With the help of a friend, we were led to a ancient farm in middle Long Island where the trees were abundant and most of the fruit had dropped. We spent several hours collecting the nuts with gloved hands and were able to nearly fill a truck bed with the treasures.
Once back at the restaurant, the nuts were smashed open. The sticky odorous outer pulp was pulled from the nut shell. We were left with almost 50 pounds of peeled black walnuts! From there, the walnuts must be cured or dried until they are ready for cracking and cooking. Can't wait to get a taste of this forgotten delicacy. I just hope the reward is delicious enough to warrant all the hard work that went into their capture. We'll be using a portion of our bounty for a smooth earthy puree. The smooth mixture will be piped into the center of a sea water poached potato for an upcoming tasting menu.

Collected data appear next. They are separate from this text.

//! Per-user lock registry
//!
//! Serializes token operations per user while letting distinct users proceed
//! fully in parallel. A user's mutex is created on first acquisition and
//! removed again when the last guard referencing it drops, so the registry
//! stays empty-ish no matter how many distinct users pass through the
//! process. Process-local only: multiple gateway instances do not exclude
//! each other (credential writes are last-write-wins).

use std::collections::HashMap;
use std::sync::{Arc, Mutex};

use tokio::sync::{Mutex as AsyncMutex, OwnedMutexGuard};

pub(crate) struct UserLocks {
    inner: Mutex<HashMap<String, Arc<AsyncMutex<()>>>>,
}

impl UserLocks {
    pub fn new() -> Self {
        Self {
            inner: Mutex::new(HashMap::new()),
        }
    }

    /// Acquire the lock for `user_id`, waiting behind any current holder.
    pub async fn acquire(&self, user_id: &str) -> UserLockGuard<'_> {
        let lock = {
            let mut map = self.inner.lock().expect("user lock registry poisoned");
            map.entry(user_id.to_owned())
                .or_insert_with(|| Arc::new(AsyncMutex::new(())))
                .clone()
        };
        // Await outside the registry mutex so waiting on one user never
        // blocks acquisition for another
        let guard = lock.clone().lock_owned().await;
        UserLockGuard {
            registry: self,
            user_id: user_id.to_owned(),
            lock,
            _guard: guard,
        }
    }

    #[cfg(test)]
    pub fn len(&self) -> usize {
        self.inner.lock().unwrap().len()
    }
}

pub(crate) struct UserLockGuard<'a> {
    registry: &'a UserLocks,
    user_id: String,
    lock: Arc<AsyncMutex<()>>,
    _guard: OwnedMutexGuard<()>,
}

impl Drop for UserLockGuard<'_> {
    fn drop(&mut self) {
        let mut map = self
            .registry
            .inner
            .lock()
            .expect("user lock registry poisoned");
        // Exactly three strong references — the map entry, this guard's
        // `lock` field, and the owned mutex guard — mean nobody else holds
        // or waits on this user's mutex. Waiters clone under the registry
        // mutex, so the count cannot change underneath us here.
        if Arc::strong_count(&self.lock) == 3 {
            map.remove(&self.user_id);
        }
    }
}
//! Secret wrapper for sensitive values

use std::fmt;
use zeroize::Zeroize;

/// Sensitive value - redacted in Debug/Display/logs, zeroed on drop.
///
/// Wraps database URLs, OAuth client secrets, and the token encryption key
/// so an accidental `{:?}` in a log line cannot leak them.
pub struct Secret<T: Zeroize>(T);

impl<T: Zeroize> Secret<T> {
    /// Wrap a sensitive value
    pub fn new(value: T) -> Self {
        Self(value)
    }

    /// Expose the inner value (use sparingly)
    pub fn expose(&self) -> &T {
        &self.0
    }
}

impl Secret<String> {
    /// Expose the inner string as a `&str`
    pub fn expose_str(&self) -> &str {
        &self.0
    }
}

impl<T: Zeroize> From<T> for Secret<T> {
    fn from(value: T) -> Self {
        Self::new(value)
    }
}

impl<T: Zeroize> fmt::Debug for Secret<T> {
    fn fmt(&self, f: &mut fmt::Formatter<'_>) -> fmt::Result {
        write!(f, "[REDACTED]")
    }
}

impl<T: Zeroize> fmt::Display for Secret<T> {
    fn fmt(&self, f: &mut fmt::Formatter<'_>) -> fmt::Result {
        write!(f, "[REDACTED]")
    }
}

impl<T: Zeroize> Drop for Secret<T> {
    fn drop(&mut self) {
        self.0.zeroize();
    }
}

impl<T: Zeroize + Clone> Clone for Secret<T> {
    fn clone(&self) -> Self {
        Self(self.0.clone())
    }
}
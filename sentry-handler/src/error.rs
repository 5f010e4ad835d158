use std::error::Error;
use std::fmt;

use crate::record::SharedError;

/// The error reported to Sentry for records at [`Level::ERROR`].
///
/// It pairs the record message with the error carried in the record's
/// `err` or `error` attribute. The carried error is exposed as the
/// [`source`](Error::source), so Sentry records both in the exception chain.
///
/// [`Level::ERROR`]: crate::Level::ERROR
#[derive(Clone, Debug, Default)]
pub struct RecordError {
    message: String,
    source: Option<SharedError>,
}

impl RecordError {
    /// Creates a new error from a record message and an optional carried error.
    pub fn new<M: Into<String>>(message: M, source: Option<SharedError>) -> Self {
        RecordError {
            message: message.into(),
            source,
        }
    }

    /// The record message.
    pub fn message(&self) -> &str {
        &self.message
    }

    /// The carried error, if any.
    pub fn inner(&self) -> Option<&SharedError> {
        self.source.as_ref()
    }
}

impl fmt::Display for RecordError {
    fn fmt(&self, f: &mut fmt::Formatter<'_>) -> fmt::Result {
        match (self.message.is_empty(), &self.source) {
            (false, Some(source)) => write!(f, "{}: {}", self.message, source),
            (true, Some(source)) => write!(f, "{source}"),
            (_, None) => f.write_str(&self.message),
        }
    }
}

impl Error for RecordError {
    fn source(&self) -> Option<&(dyn Error + 'static)> {
        self.source
            .as_deref()
            .map(|err| err as &(dyn Error + 'static))
    }
}

/// Reasons a record could not be forwarded to Sentry.
///
/// These never reach the caller of [`Handler::handle`](crate::Handler::handle).
/// They are printed through `sentry_debug!`, which only prints when the
/// current hub's client has `debug` enabled. With no client bound at all,
/// which is the usual cause of [`ForwardError::NoClient`], nothing is printed.
#[derive(Debug, thiserror::Error)]
pub enum ForwardError {
    /// The resolved hub has no client bound.
    #[error("sentry: no client bound to the hub")]
    NoClient,
}

#[cfg(test)]
mod tests {
    use std::sync::Arc;

    use super::*;

    #[derive(Debug)]
    struct TheError;

    impl fmt::Display for TheError {
        fn fmt(&self, f: &mut fmt::Formatter<'_>) -> fmt::Result {
            f.write_str("the error")
        }
    }

    impl Error for TheError {}

    #[test]
    fn test_record_error_display() {
        let cases = [
            (
                RecordError::new("the message", Some(Arc::new(TheError))),
                "the message: the error",
            ),
            (RecordError::new("", Some(Arc::new(TheError))), "the error"),
            (RecordError::new("the message", None), "the message"),
            (RecordError::default(), ""),
        ];

        for (i, (err, expected)) in cases.iter().enumerate() {
            assert_eq!(&err.to_string(), expected, "case {i}");
        }
    }

    #[test]
    fn test_record_error_unwraps_to_carried_error() {
        let carried: SharedError = Arc::new(TheError);
        let err = RecordError::new("the message", Some(carried.clone()));

        assert!(Arc::ptr_eq(err.inner().unwrap(), &carried));
        assert_eq!(err.source().unwrap().to_string(), "the error");
        assert!(err.source().unwrap().is::<TheError>());
        assert!(RecordError::new("the message", None).source().is_none());
    }
}
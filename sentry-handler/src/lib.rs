//! Sentry integration for structured log handlers.
//!
//! This mainly provides the [`SentryHandler`], which wraps another [`Handler`]
//! and forwards [`Record`]s of selected levels to Sentry. Records at
//! [`Level::ERROR`] are captured as exceptions, records at [`Level::DEBUG`],
//! [`Level::INFO`] and [`Level::WARN`] as messages. Every record is passed on
//! to the wrapped handler, whether or not it was forwarded.
//!
//! Record attributes are sorted as follows:
//!
//! - Attributes with a key starting with `"tag_"` become Sentry tags, keeping
//!   the prefix.
//! - The value of an `"err"` or `"error"` attribute holding an error becomes
//!   the source of the captured exception. Any other value under these keys
//!   is reported as context.
//! - The `time`, `level`, `source` and `msg` keys are ignored.
//! - Everything else is attached to the event as the `"slog"` context.
//!
//! # Examples
//!
//! ```
//! use sentry_handler::{Discard, Handler, Level, LogContext, Record, SentryHandler};
//!
//! let handler = SentryHandler::new(Discard, [Level::ERROR, Level::WARN]);
//!
//! # let events = sentry::test::with_captured_events(|| {
//! let record = Record::new(Level::WARN, "disk almost full")
//!     .with_attr("mount", "/var")
//!     .with_attr("tag_host", "db-1");
//! handler.handle(&LogContext::new(), &record).unwrap();
//! # });
//! # let event = events.into_iter().next().unwrap();
//!
//! assert_eq!(event.message.as_deref(), Some("disk almost full"));
//! assert_eq!(event.tags["tag_host"], "db-1");
//! ```
//!
//! Attributes which should be reported with every record can be bound to a
//! derived handler:
//!
//! ```
//! use sentry_handler::{Attr, Handler, Level, LogHandler, SentryHandler};
//!
//! let handler = SentryHandler::new(LogHandler::new(), vec![Level::ERROR])
//!     .with_attrs(&[Attr::new("service", "billing")]);
//! ```
//!
//! A record is reported to the [`Hub`](sentry_core::Hub) bound to its
//! [`LogContext`], or to the current hub if the context has none.

#![doc(html_favicon_url = "https://sentry-brand.storage.googleapis.com/favicon.ico")]
#![doc(html_logo_url = "https://sentry-brand.storage.googleapis.com/sentry-glyph-black.png")]
#![warn(missing_docs)]
#![deny(unsafe_code)]

mod converters;
mod error;
mod handler;
mod log_handler;
mod record;

pub use converters::{convert_level, ClassifiedAttrs, ERROR_KEY, ERR_KEY, TAG_PREFIX};
pub use error::{ForwardError, RecordError};
pub use handler::{SentryHandler, CONTEXT_KEY};
pub use log_handler::{convert_log_level, Discard, LogHandler};
pub use record::{
    Attr, Handler, Level, LogContext, Record, SharedError, Value, LEVEL_KEY, MESSAGE_KEY,
    SOURCE_KEY, TIME_KEY,
};
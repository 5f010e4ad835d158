use std::error::Error;
use std::fmt;
use std::sync::Arc;
use std::time::SystemTime;

use sentry_core::Hub;

/// Key under which a handler renders the record time.
pub const TIME_KEY: &str = "time";
/// Key under which a handler renders the record level.
pub const LEVEL_KEY: &str = "level";
/// Key under which a handler renders the source location.
pub const SOURCE_KEY: &str = "source";
/// Key under which a handler renders the record message.
pub const MESSAGE_KEY: &str = "msg";

/// An error value that can be shared between records and handlers.
pub type SharedError = Arc<dyn Error + Send + Sync + 'static>;

/// The severity of a [`Record`].
///
/// Levels are plain integers, so applications may define their own levels
/// in between the well-known ones.
///
/// The default level is [`Level::INFO`].
#[derive(Clone, Copy, Debug, Default, PartialEq, Eq, PartialOrd, Ord, Hash)]
pub struct Level(pub i32);

impl Level {
    /// Debug level.
    pub const DEBUG: Level = Level(-4);
    /// Info level.
    pub const INFO: Level = Level(0);
    /// Warn level.
    pub const WARN: Level = Level(4);
    /// Error level.
    pub const ERROR: Level = Level(8);
}

impl fmt::Display for Level {
    fn fmt(&self, f: &mut fmt::Formatter<'_>) -> fmt::Result {
        match *self {
            Level::DEBUG => f.write_str("DEBUG"),
            Level::INFO => f.write_str("INFO"),
            Level::WARN => f.write_str("WARN"),
            Level::ERROR => f.write_str("ERROR"),
            Level(other) => write!(f, "LEVEL({other})"),
        }
    }
}

/// The value of an [`Attr`].
#[derive(Clone, Debug)]
pub enum Value {
    /// An absent value.
    Null,
    /// A boolean.
    Bool(bool),
    /// A signed integer.
    Int(i64),
    /// An unsigned integer.
    Uint(u64),
    /// A floating point number.
    Float(f64),
    /// A string.
    String(String),
    /// An error object.
    Error(SharedError),
    /// A nested group of attributes.
    Group(Vec<Attr>),
}

impl Value {
    /// Creates an error value.
    pub fn error<E>(err: E) -> Self
    where
        E: Error + Send + Sync + 'static,
    {
        Value::Error(Arc::new(err))
    }

    /// Returns the contained error, if this value is one.
    pub fn as_error(&self) -> Option<&SharedError> {
        match self {
            Value::Error(err) => Some(err),
            _ => None,
        }
    }
}

impl fmt::Display for Value {
    fn fmt(&self, f: &mut fmt::Formatter<'_>) -> fmt::Result {
        match self {
            Value::Null => f.write_str("null"),
            Value::Bool(v) => write!(f, "{v}"),
            Value::Int(v) => write!(f, "{v}"),
            Value::Uint(v) => write!(f, "{v}"),
            Value::Float(v) => write!(f, "{v}"),
            Value::String(v) => f.write_str(v),
            Value::Error(err) => write!(f, "{err}"),
            Value::Group(attrs) => {
                f.write_str("[")?;
                for (i, attr) in attrs.iter().enumerate() {
                    if i > 0 {
                        f.write_str(" ")?;
                    }
                    write!(f, "{}={}", attr.key, attr.value)?;
                }
                f.write_str("]")
            }
        }
    }
}

macro_rules! value_from {
    ($($ty:ty => $variant:ident),* $(,)?) => {
        $(
            impl From<$ty> for Value {
                fn from(v: $ty) -> Self {
                    Value::$variant(v.into())
                }
            }
        )*
    };
}

value_from! {
    bool => Bool,
    i8 => Int,
    i16 => Int,
    i32 => Int,
    i64 => Int,
    u8 => Uint,
    u16 => Uint,
    u32 => Uint,
    u64 => Uint,
    f32 => Float,
    f64 => Float,
    String => String,
    &str => String,
    SharedError => Error,
    Vec<Attr> => Group,
}

impl<T: Into<Value>> From<Option<T>> for Value {
    fn from(v: Option<T>) -> Self {
        v.map_or(Value::Null, Into::into)
    }
}

/// A key-value pair attached to a [`Record`] or bound to a [`Handler`].
#[derive(Clone, Debug)]
pub struct Attr {
    /// The attribute key.
    pub key: String,
    /// The attribute value.
    pub value: Value,
}

impl Attr {
    /// Creates a new attribute.
    pub fn new<K, V>(key: K, value: V) -> Self
    where
        K: Into<String>,
        V: Into<Value>,
    {
        Attr {
            key: key.into(),
            value: value.into(),
        }
    }
}

/// A single log event.
#[derive(Clone, Debug)]
pub struct Record {
    /// When the record was created.
    pub time: SystemTime,
    /// The severity of the record.
    pub level: Level,
    /// The log message.
    pub message: String,
    attrs: Vec<Attr>,
}

impl Record {
    /// Creates a record with the current time and no attributes.
    pub fn new<M: Into<String>>(level: Level, message: M) -> Self {
        Record {
            time: SystemTime::now(),
            level,
            message: message.into(),
            attrs: Vec::new(),
        }
    }

    /// Appends an attribute, builder style.
    #[must_use]
    pub fn with_attr<K, V>(mut self, key: K, value: V) -> Self
    where
        K: Into<String>,
        V: Into<Value>,
    {
        self.attrs.push(Attr::new(key, value));
        self
    }

    /// Appends attributes in order.
    pub fn add_attrs<I: IntoIterator<Item = Attr>>(&mut self, attrs: I) {
        self.attrs.extend(attrs);
    }

    /// Iterates the attributes in declaration order.
    pub fn attrs(&self) -> impl Iterator<Item = &Attr> {
        self.attrs.iter()
    }

    /// The number of attributes on this record.
    pub fn num_attrs(&self) -> usize {
        self.attrs.len()
    }
}

/// Per-call context passed through [`Handler::handle`].
///
/// A context may carry the [`Hub`] that records handled under it should be
/// reported to.
#[derive(Clone, Default)]
pub struct LogContext {
    hub: Option<Arc<Hub>>,
}

impl LogContext {
    /// Creates an empty context.
    pub fn new() -> Self {
        Self::default()
    }

    /// Binds a hub to this context.
    #[must_use]
    pub fn with_hub(mut self, hub: Arc<Hub>) -> Self {
        self.hub = Some(hub);
        self
    }

    /// The hub bound to this context, if any.
    pub fn hub(&self) -> Option<&Arc<Hub>> {
        self.hub.as_ref()
    }
}

impl fmt::Debug for LogContext {
    fn fmt(&self, f: &mut fmt::Formatter<'_>) -> fmt::Result {
        f.debug_struct("LogContext")
            .field("hub", &self.hub.as_ref().map(|_| "Hub"))
            .finish()
    }
}

/// A sink for [`Record`]s.
///
/// Handlers can be derived with additional attributes or a group name.
/// Derivation never mutates the original handler.
pub trait Handler: Send + Sync {
    /// The error returned when a record could not be handled.
    type Err;

    /// Reports whether records at `level` are handled.
    fn enabled(&self, level: Level) -> bool;

    /// Handles a single record.
    fn handle(&self, cx: &LogContext, record: &Record) -> Result<(), Self::Err>;

    /// Returns a handler which includes `attrs` with every record.
    fn with_attrs(&self, attrs: &[Attr]) -> Self
    where
        Self: Sized;

    /// Returns a handler which qualifies subsequent attributes with `name`.
    fn with_group(&self, name: &str) -> Self
    where
        Self: Sized;
}
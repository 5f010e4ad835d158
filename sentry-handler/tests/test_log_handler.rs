use std::sync::Mutex;

use log::kv::{self, Key, Source, VisitSource};
use sentry_handler::{Attr, Handler, Level, LogContext, LogHandler, Record, SentryHandler};

struct Captured {
    level: log::Level,
    target: String,
    message: String,
    kvs: Vec<(String, String)>,
}

struct Collector<'a>(&'a mut Vec<(String, String)>);

impl<'kvs> VisitSource<'kvs> for Collector<'_> {
    fn visit_pair(&mut self, key: Key<'kvs>, value: kv::Value<'kvs>) -> Result<(), kv::Error> {
        self.0.push((key.as_str().to_owned(), value.to_string()));
        Ok(())
    }
}

struct CapturingLogger {
    records: Mutex<Vec<Captured>>,
}

impl log::Log for CapturingLogger {
    fn enabled(&self, metadata: &log::Metadata<'_>) -> bool {
        metadata.target() != "muted"
    }

    fn log(&self, record: &log::Record<'_>) {
        let mut kvs = Vec::new();
        record
            .key_values()
            .visit(&mut Collector(&mut kvs))
            .unwrap();
        self.records.lock().unwrap().push(Captured {
            level: record.level(),
            target: record.target().to_owned(),
            message: record.args().to_string(),
            kvs,
        });
    }

    fn flush(&self) {}
}

static LOGGER: CapturingLogger = CapturingLogger {
    records: Mutex::new(Vec::new()),
};

// the logger is process-wide, so everything runs in a single test
#[test]
fn test_log_handler() {
    log::set_logger(&LOGGER).unwrap();
    log::set_max_level(log::LevelFilter::Debug);

    let handler = LogHandler::new()
        .target("billing")
        .with_attrs(&[Attr::new("service", "api")])
        .with_group("job");

    assert!(handler.enabled(Level::DEBUG));
    assert!(!handler.enabled(Level(-8)));
    assert!(!LogHandler::new().target("muted").enabled(Level::ERROR));

    let record = Record::new(Level::WARN, "retrying").with_attr("attempt", 2);
    handler.handle(&LogContext::new(), &record).unwrap();
    handler
        .handle(&LogContext::new(), &Record::new(Level(-8), "too chatty"))
        .unwrap();

    // forwarding without a client must not affect local output
    let forwarding = SentryHandler::new(LogHandler::new(), [Level::ERROR]);
    forwarding
        .handle(
            &LogContext::new(),
            &Record::new(Level::ERROR, "local only").with_attr("tag_env", "dev"),
        )
        .unwrap();

    let records = LOGGER.records.lock().unwrap();
    assert_eq!(records.len(), 2);

    assert_eq!(records[0].level, log::Level::Warn);
    assert_eq!(records[0].target, "billing");
    assert_eq!(records[0].message, "retrying");
    assert_eq!(
        records[0].kvs,
        [
            ("service".to_owned(), "api".to_owned()),
            ("job.attempt".to_owned(), "2".to_owned()),
        ]
    );

    assert_eq!(records[1].level, log::Level::Error);
    assert_eq!(records[1].target, "sentry_handler");
    assert_eq!(records[1].message, "local only");
    assert_eq!(
        records[1].kvs,
        [("tag_env".to_owned(), "dev".to_owned())]
    );
}
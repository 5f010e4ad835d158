use std::sync::Arc;

use sentry_core::{sentry_debug, Hub};

use crate::converters::{convert_level, ClassifiedAttrs};
use crate::error::{ForwardError, RecordError};
use crate::record::{Attr, Handler, Level, LogContext, Record};

/// The key of the Sentry context holding the record attributes.
pub const CONTEXT_KEY: &str = "slog";

/// A [`Handler`] which forwards records to Sentry.
///
/// Records whose level is in the configured set are reported to Sentry:
/// [`Level::ERROR`] records as exceptions, [`Level::DEBUG`], [`Level::INFO`]
/// and [`Level::WARN`] records as messages. Every record is passed on to
/// the wrapped handler afterwards, whether or not forwarding succeeded.
#[derive(Clone, Debug)]
pub struct SentryHandler<H> {
    inner: H,
    levels: Arc<[Level]>,
    stored_attrs: Arc<[Attr]>,
}

impl<H: Handler> SentryHandler<H> {
    /// Creates a new `SentryHandler`, wrapping `inner`.
    ///
    /// An empty `levels` set forwards nothing.
    pub fn new<L>(inner: H, levels: L) -> Self
    where
        L: Into<Arc<[Level]>>,
    {
        Self {
            inner,
            levels: levels.into(),
            stored_attrs: Arc::from(Vec::new()),
        }
    }

    /// The levels forwarded to Sentry.
    pub fn levels(&self) -> &[Level] {
        &self.levels
    }

    /// The wrapped handler.
    pub fn inner(&self) -> &H {
        &self.inner
    }

    fn derive(&self, inner: H, stored_attrs: &[Attr]) -> Self {
        Self {
            inner,
            levels: self.levels.clone(),
            stored_attrs: Arc::from(stored_attrs),
        }
    }

    fn forward(&self, cx: &LogContext, record: &Record) -> Result<(), ForwardError> {
        let hub = cx.hub().cloned().unwrap_or_else(Hub::current);
        if hub.client().is_none() {
            return Err(ForwardError::NoClient);
        }

        let classified =
            ClassifiedAttrs::from_attrs(self.stored_attrs.iter().chain(record.attrs()));

        hub.with_scope(
            |scope| {
                if let Some(context) = classified.to_context() {
                    scope.set_context(CONTEXT_KEY, context);
                }
                for (key, value) in &classified.tags {
                    scope.set_tag(key, value);
                }
            },
            || match record.level {
                Level::ERROR => {
                    let err = RecordError::new(record.message.clone(), classified.error.clone());
                    hub.capture_error(&err);
                }
                Level::DEBUG | Level::INFO | Level::WARN => {
                    if let Some(level) = convert_level(record.level) {
                        hub.capture_message(&record.message, level);
                    }
                }
                _ => {}
            },
        );
        Ok(())
    }
}

impl<H: Handler> Handler for SentryHandler<H> {
    type Err = H::Err;

    fn enabled(&self, level: Level) -> bool {
        self.inner.enabled(level)
    }

    fn handle(&self, cx: &LogContext, record: &Record) -> Result<(), Self::Err> {
        if self.levels.contains(&record.level) {
            if let Err(err) = self.forward(cx, record) {
                sentry_debug!("[SentryHandler] dropped {} record: {}", record.level, err);
            }
        }
        self.inner.handle(cx, record)
    }

    /// Binds `attrs` to the derived handler.
    ///
    /// Attributes bound by an earlier `with_attrs` call are not forwarded
    /// by the derived handler; they only reach the wrapped handler.
    fn with_attrs(&self, attrs: &[Attr]) -> Self {
        self.derive(self.inner.with_attrs(attrs), attrs)
    }

    fn with_group(&self, name: &str) -> Self {
        self.derive(self.inner.with_group(name), &[])
    }
}
use std::sync::mpsc::{self, RecvTimeoutError, Sender};
use std::sync::{Arc, Mutex};
use std::thread;
use std::time::Duration;

use anyhow::Result;

use crate::model::SearchResult;
use crate::service::PlayerService;
use crate::source::is_searchable;

pub trait PlayerSearch: Send + Sync {
    fn search_players(&self, query: &str) -> Result<Vec<SearchResult>>;
}

impl PlayerSearch for PlayerService {
    fn search_players(&self, query: &str) -> Result<Vec<SearchResult>> {
        PlayerService::search_players(self, query)
    }
}

#[derive(Debug, Clone, Copy, PartialEq, Eq)]
pub enum HighlightMove {
    Up,
    Down,
}

#[derive(Debug, Clone, Default, PartialEq, Eq)]
pub struct AutocompleteState {
    pub query: String,
    pub results: Vec<SearchResult>,
    pub is_searching: bool,
    pub highlight: Option<usize>,
}

impl AutocompleteState {
    /// Update the live query. Returns the tag to look up, or `None` when the
    /// query is too short to search (results are emptied right away).
    pub fn set_query(&mut self, text: &str) -> Option<String> {
        self.query = text.to_string();
        self.highlight = None;
        if !is_searchable(text) {
            self.results.clear();
            self.is_searching = false;
            return None;
        }
        self.is_searching = true;
        Some(text.to_string())
    }

    /// Apply a finished lookup. Returns `false` when the lookup is stale.
    pub fn apply_results(&mut self, tag: &str, outcome: Result<Vec<SearchResult>>) -> bool {
        if self.query != tag {
            return false;
        }
        self.results = match outcome {
            Ok(results) => results,
            Err(err) => {
                log::debug!("search for {tag:?} failed: {err:#}");
                Vec::new()
            }
        };
        self.is_searching = false;
        if self.highlight.is_some_and(|i| i >= self.results.len()) {
            self.highlight = None;
        }
        true
    }

    pub fn move_highlight(&mut self, direction: HighlightMove) {
        let len = self.results.len();
        if len == 0 {
            return;
        }
        self.highlight = Some(match (direction, self.highlight) {
            (HighlightMove::Down, Some(i)) if i + 1 < len => i + 1,
            (HighlightMove::Down, _) => 0,
            (HighlightMove::Up, Some(i)) if i > 0 => i - 1,
            (HighlightMove::Up, _) => len - 1,
        });
    }

    pub fn clear(&mut self) {
        *self = Self::default();
    }

    pub fn selected(&self) -> Option<&SearchResult> {
        self.highlight.and_then(|i| self.results.get(i))
    }

    /// First suggestion for the live query; `None` while its lookup is
    /// still running.
    pub fn settled_top_result(&self) -> Option<&SearchResult> {
        if self.is_searching {
            return None;
        }
        self.results.first()
    }
}

pub struct Autocomplete {
    state: Arc<Mutex<AutocompleteState>>,
    searcher: Arc<dyn PlayerSearch>,
    debounce: Duration,
    pending: Option<Sender<()>>,
    on_update: Option<Sender<()>>,
}

impl Autocomplete {
    pub fn new(searcher: Arc<dyn PlayerSearch>, debounce: Duration) -> Self {
        Self {
            state: Arc::new(Mutex::new(AutocompleteState::default())),
            searcher,
            debounce,
            pending: None,
            on_update: None,
        }
    }

    /// Ping `tx` whenever a lookup result is applied.
    pub fn notify(mut self, tx: Sender<()>) -> Self {
        self.on_update = Some(tx);
        self
    }

    pub fn snapshot(&self) -> AutocompleteState {
        self.state.lock().map(|s| s.clone()).unwrap_or_default()
    }

    pub fn search(&mut self, text: &str) {
        self.cancel_pending();
        let tag = match self.state.lock() {
            Ok(mut state) => state.set_query(text),
            Err(_) => return,
        };
        let Some(tag) = tag else {
            return;
        };

        let (cancel_tx, cancel_rx) = mpsc::channel::<()>();
        self.pending = Some(cancel_tx);

        let state = Arc::clone(&self.state);
        let searcher = Arc::clone(&self.searcher);
        let on_update = self.on_update.clone();
        let debounce = self.debounce;
        thread::spawn(move || {
            // Dropping the sender (a newer keystroke) cancels the timer.
            match cancel_rx.recv_timeout(debounce) {
                Err(RecvTimeoutError::Timeout) => {}
                Ok(()) | Err(RecvTimeoutError::Disconnected) => return,
            }
            let outcome = searcher.search_players(&tag);
            let applied = state
                .lock()
                .map(|mut s| s.apply_results(&tag, outcome))
                .unwrap_or(false);
            if applied && let Some(tx) = on_update {
                let _ = tx.send(());
            }
        });
    }

    pub fn move_highlight(&mut self, direction: HighlightMove) {
        if let Ok(mut state) = self.state.lock() {
            state.move_highlight(direction);
        }
    }

    pub fn clear(&mut self) {
        self.cancel_pending();
        if let Ok(mut state) = self.state.lock() {
            state.clear();
        }
    }

    pub fn selected(&self) -> Option<SearchResult> {
        self.state.lock().ok().and_then(|s| s.selected().cloned())
    }

    pub fn settled_top_result(&self) -> Option<SearchResult> {
        self.state
            .lock()
            .ok()
            .and_then(|s| s.settled_top_result().cloned())
    }

    fn cancel_pending(&mut self) {
        self.pending = None;
    }
}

A quick update on Peconic Escargot: The business WILL move forward without the Kickstarter. Thanks to all for their pledges, support, and interest. We can't wait to start providing the world with the finest escargot ever seen. Here's a nice follow-up piece by Edible East End. Stay tuned for more details.
I want to leave you all with a quote from "The Omnivore's Dilemma". A ground breaking book I've simply waited too long to read. These words have echoed in my head since reading them, whilst picking those nuts, and as I begin to plan and build a snail farm.
"...after I realized that the straightforward question "What should I eat?" could no longer be answered without first addressing two other even more straightforward questions: "What am I eating? And where in the world did it come from?" Not very long ago an eater didn't need a journalist to answer these questions. The fact that today one so often does suggests a pretty good start on a working definition of industrial food: Any food whose provenance is so complex or obscure that it requires expert help to ascertain."
Picking those nuts transported me to a simpler time. When ingredients were gathered by hand, processed by hand, and made into wholesome (and delicious) goods for enjoyed consumption. The origin of these ingredients were never questioned. They just...were.
Just got around to cracking the walnuts and boy are they amazing.
We've been smacking them sharply with a hammer and digging the meat from the shell with a small knife. It's a lot of work. Most of them are dried up. About 1 in 10 yields a beautiful nut. But it's ok. These things taste amazing. Woody, and nutty with a very heady funky perfume. Almost like a truffle or stinky cheese. Some very fruit-like flavors going on here also, maybe blackberry? Really incredible.
You'd never be able to finish a task like this without some significant time on your hands.
Worth it? Absolutely.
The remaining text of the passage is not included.